One sentence: what does this do?

## What It Does
- Source: [where data comes from]
- Destination: [where it goes]
- Schedule: [when it runs]
- Volume: [roughly how many records, how often]

## Dependencies
- External APIs or services it calls
- Other pipelines it depends on or that depend on it
- Libraries / Python version requirements

## Quick Start
How to run it locally in 3 commands or fewer.

## Owner
Who to ask if something breaks.

That’s it. The README does not need to be a novel. It needs to answer “what is this and who do I call?” in under two minutes.

2. The Runbook

Audience: The person who gets paged at 3 AM when it breaks.

Format: Markdown, lives in a docs/ folder or a team wiki.

What it contains:

The runbook is an operational guide. It covers:

How to check if it’s healthy — what does a successful run look like? Where are the logs?
Common failure modes — what breaks, why, and how to fix each one
How to run a backfill — the exact command to re-run for a specific date range
Known quirks — “the API rate-limits at 100 requests/minute on weekdays, 50 on weekends, this is not documented anywhere”
Escalation path — if you can’t fix it in 30 minutes, who do you call?

This is the document that pays off most at 3 AM. Write it when the code is fresh in your head, not after the incident.

# Runbook: Lead Sync Pipeline

## Health Check
- Cron runs at 06:00 UTC daily
- Logs at: /var/log/pipelines/lead-sync.log
- Success indicator: "Sync complete: X records" in final log line
- Heartbeat table: SELECT * FROM pipeline_heartbeats WHERE name = 'lead_sync';

## Common Failures

### "API rate limit exceeded"
- Cause: too many requests in a short window
- Fix: wait 15 minutes, rerun manually
- Prevention: increase BATCH_DELAY_MS in config

### "Connection refused: postgres"
- Cause: database restart or maintenance window
- Fix: verify DB is up, rerun
- Check: pg_isready -h db-host -p 5432

### "KeyError: 'company_id'"
- Cause: upstream CRM schema changed (this has happened twice)
- Fix: check CRM API changelog, update field mapping in src/transform.py
- Contact: CRM vendor support if schema changed without notice

## Backfill
python run.py --start 2026-01-01 --end 2026-01-31 --dry-run
python run.py --start 2026-01-01 --end 2026-01-31

## Escalation
- First: check logs, try restart
- 30 min no fix: ping @matthew on Slack
- Business hours emergency: call [number]

3. The Inline Comments (But Only for the Non-Obvious Bits)

Audience: The next engineer reading the code.

The rule: Comment the why, not the what.

# Bad: explains what the code does (readable from the code itself)
# Loop through records and filter out inactive ones
active_records = [r for r in records if r["status"] == "active"]

# Good: explains why this choice was made
# We filter here rather than in the SQL query because the CRM API
# doesn't support server-side status filtering — everything comes
# back and we discard ~40% of records client-side.

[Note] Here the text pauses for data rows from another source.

//! Route components.
//!
//! SYSTEM CONTEXT
//! ==============
//! Every page installs a route guard before rendering and drives shared
//! state from `state::` through `spawn_local` tasks. Form pages keep
//! user input on failure and render errors inline; list pages keep the
//! last-good page visible under an error banner.

pub mod author_detail;
pub mod author_form;
pub mod author_list;
pub mod book_detail;
pub mod book_form;
pub mod book_list;
pub mod login;
pub mod register;
pub mod reports;
pub mod store_detail;
pub mod store_form;
pub mod store_list;
pub mod user_form;
pub mod user_list;
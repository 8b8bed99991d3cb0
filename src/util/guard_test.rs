use super::*;
use crate::net::types::{User, UserRole};
use crate::state::session::Session;

fn session_with_role(role: UserRole) -> SessionState {
    SessionState {
        session: Some(Session {
            token: "tok1".to_owned(),
            user: User {
                id: 1,
                name: "A".to_owned(),
                email: "a@b.com".to_owned(),
                role,
                enabled: true,
                created_at: None,
                updated_at: None,
            },
        }),
    }
}

// =============================================================
// can_enter matrix
// =============================================================

#[test]
fn anonymous_may_enter_guest_routes_only() {
    let state = SessionState::default();
    assert!(can_enter(&state, RouteAccess::Guest));
    assert!(!can_enter(&state, RouteAccess::Authenticated));
    assert!(!can_enter(&state, RouteAccess::Admin));
}

#[test]
fn authenticated_user_is_denied_guest_and_admin_routes() {
    let state = session_with_role(UserRole::User);
    assert!(!can_enter(&state, RouteAccess::Guest));
    assert!(can_enter(&state, RouteAccess::Authenticated));
    assert!(!can_enter(&state, RouteAccess::Admin));
}

#[test]
fn admin_is_denied_only_guest_routes() {
    let state = session_with_role(UserRole::Admin);
    assert!(!can_enter(&state, RouteAccess::Guest));
    assert!(can_enter(&state, RouteAccess::Authenticated));
    assert!(can_enter(&state, RouteAccess::Admin));
}

// =============================================================
// Denied-navigation targets
// =============================================================

#[test]
fn authenticated_on_guest_route_bounces_to_books() {
    let state = session_with_role(UserRole::User);
    assert_eq!(redirect_target(&state, RouteAccess::Guest), "/books");
}

#[test]
fn anonymous_on_protected_route_bounces_to_login() {
    let state = SessionState::default();
    assert_eq!(redirect_target(&state, RouteAccess::Authenticated), "/login");
    assert_eq!(redirect_target(&state, RouteAccess::Admin), "/login");
}

#[test]
fn non_admin_on_admin_route_bounces_to_books() {
    let state = session_with_role(UserRole::User);
    assert_eq!(redirect_target(&state, RouteAccess::Admin), "/books");
}
//! Export-report generation and browser download.
//!
//! The server renders the report; the client picks kind/format, fetches
//! the bytes with a matching `Accept` header, and hands them to the
//! browser as a blob download.

#[cfg(test)]
#[path = "reports_test.rs"]
mod reports_test;

use super::api;

/// Which collection the report covers.
#[derive(Clone, Copy, Debug, Default, PartialEq, Eq)]
pub enum ReportKind {
    #[default]
    Books,
    Authors,
    Stores,
}

impl ReportKind {
    pub const ALL: [Self; 3] = [Self::Books, Self::Authors, Self::Stores];

    pub fn path_segment(self) -> &'static str {
        match self {
            Self::Books => "books",
            Self::Authors => "authors",
            Self::Stores => "stores",
        }
    }

    pub fn label(self) -> &'static str {
        match self {
            Self::Books => "Books",
            Self::Authors => "Authors",
            Self::Stores => "Stores",
        }
    }
}

/// Output format negotiated with the server via path and `Accept` header.
#[derive(Clone, Copy, Debug, Default, PartialEq, Eq)]
pub enum ReportFormat {
    #[default]
    Pdf,
    Csv,
    Xml,
    Json,
}

impl ReportFormat {
    pub const ALL: [Self; 4] = [Self::Pdf, Self::Csv, Self::Xml, Self::Json];

    pub fn path_segment(self) -> &'static str {
        match self {
            Self::Pdf => "pdf",
            Self::Csv => "csv",
            Self::Xml => "xml",
            Self::Json => "json",
        }
    }

    pub fn label(self) -> &'static str {
        match self {
            Self::Pdf => "PDF",
            Self::Csv => "CSV",
            Self::Xml => "XML",
            Self::Json => "JSON",
        }
    }

    pub fn content_type(self) -> &'static str {
        match self {
            Self::Pdf => "application/pdf",
            Self::Csv => "text/csv",
            Self::Xml => "application/xml",
            Self::Json => "application/json",
        }
    }

    pub fn extension(self) -> &'static str {
        self.path_segment()
    }

    pub fn description(self) -> &'static str {
        match self {
            Self::Pdf => "Portable Document Format - Best for printing and sharing",
            Self::Csv => "Comma-Separated Values - Best for spreadsheet applications",
            Self::Xml => "Extensible Markup Language - Best for data exchange",
            Self::Json => "JavaScript Object Notation - Best for web applications",
        }
    }
}

/// Optional report filters; all server-interpreted.
#[derive(Clone, Debug, Default, PartialEq)]
pub struct ReportParams {
    pub limit: Option<u32>,
    pub start_date: Option<String>,
    pub end_date: Option<String>,
    pub author_id: Option<i64>,
}

/// Request path for a report: `/reports/{kind}/{format}` plus whichever
/// filters are set.
pub fn report_path(kind: ReportKind, format: ReportFormat, params: &ReportParams) -> String {
    let mut path = format!("/reports/{}/{}", kind.path_segment(), format.path_segment());
    let mut sep = '?';
    let mut push = |key: &str, value: String, path: &mut String, sep: &mut char| {
        path.push(*sep);
        path.push_str(key);
        path.push('=');
        path.push_str(&value);
        *sep = '&';
    };
    if let Some(limit) = params.limit {
        push("limit", limit.to_string(), &mut path, &mut sep);
    }
    if let Some(start) = &params.start_date {
        push("startDate", start.clone(), &mut path, &mut sep);
    }
    if let Some(end) = &params.end_date {
        push("endDate", end.clone(), &mut path, &mut sep);
    }
    if let Some(author_id) = params.author_id {
        push("authorId", author_id.to_string(), &mut path, &mut sep);
    }
    path
}

/// Download filename like `books-report-2026-08-23.pdf`.
pub fn report_filename(kind: ReportKind, format: ReportFormat, date: &str) -> String {
    format!("{}-report-{date}.{}", kind.path_segment(), format.extension())
}

/// Formats the server can render, from `/api/reports/formats`.
pub async fn fetch_formats(token: Option<&str>) -> Result<Vec<String>, String> {
    api::get_json("/reports/formats", token, "Failed to load report formats").await
}

/// Fetch the rendered report bytes.
pub async fn generate(
    token: Option<&str>,
    kind: ReportKind,
    format: ReportFormat,
    params: &ReportParams,
) -> Result<Vec<u8>, String> {
    let path = report_path(kind, format, params);
    api::get_bytes(&path, token, format.content_type(), "Failed to generate report").await
}

/// Today's date as `YYYY-MM-DD` in the browser's clock.
pub fn today_iso() -> String {
    #[cfg(feature = "hydrate")]
    {
        let iso: String = js_sys::Date::new_0().to_iso_string().into();
        iso.chars().take(10).collect()
    }
    #[cfg(not(feature = "hydrate"))]
    {
        String::new()
    }
}

/// Hand the bytes to the browser as a named file download.
pub fn download(bytes: &[u8], filename: &str, content_type: &str) {
    #[cfg(feature = "hydrate")]
    {
        use wasm_bindgen::JsCast;

        let Some(document) = web_sys::window().and_then(|w| w.document()) else {
            return;
        };
        let parts = js_sys::Array::new();
        parts.push(&js_sys::Uint8Array::from(bytes).buffer());
        let options = web_sys::BlobPropertyBag::new();
        options.set_type(content_type);
        let Ok(blob) = web_sys::Blob::new_with_u8_array_sequence_and_options(&parts, &options)
        else {
            return;
        };
        let Ok(url) = web_sys::Url::create_object_url_with_blob(&blob) else {
            return;
        };
        if let Ok(element) = document.create_element("a") {
            if let Ok(anchor) = element.dyn_into::<web_sys::HtmlAnchorElement>() {
                anchor.set_href(&url);
                anchor.set_download(filename);
                anchor.click();
            }
        }
        let _ = web_sys::Url::revoke_object_url(&url);
    }
    #[cfg(not(feature = "hydrate"))]
    {
        let _ = (bytes, filename, content_type);
    }
}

Known limitation.
active_records = [r for r in records if r["status"] == "active"]

The second comment tells the next person something they couldn’t learn by reading the code: that a seemingly-obvious optimization (filter in the query) won’t work here, and why.

Other things worth a comment:

Magic numbers: BATCH_SIZE = 250 # CRM API hard limit per request
Workarounds for external limitations: # Retry 3x — vendor API returns 500 spuriously about 5% of the time
Non-obvious business logic: # Orders placed before 2024-03-01 use legacy pricing model
Deliberate debt: # TODO: this join is slow on large datasets; acceptable for now (<10k rows/day)

Keeping It Alive

Documentation that doesn’t get updated is worse than no documentation. It’s actively misleading.

Two practices that help:

Update the runbook during incidents. When something breaks in a way you haven’t seen before, add it to the runbook before you close the incident. It takes five minutes. Future you will find it at 2 AM and feel genuine gratitude.

Add a “last verified” date. At the top of your README and runbook:

Last verified: 2026-03-12
Verified by: Matthew

When someone reads documentation from 2023 in 2026, they should know how much to trust it. A date creates useful skepticism.

Make documentation part of code review. If a PR changes significant pipeline logic — schedule, dependencies, data transformations — the review should include checking whether the documentation reflects the changes. Not “is there documentation” but “is it still accurate.”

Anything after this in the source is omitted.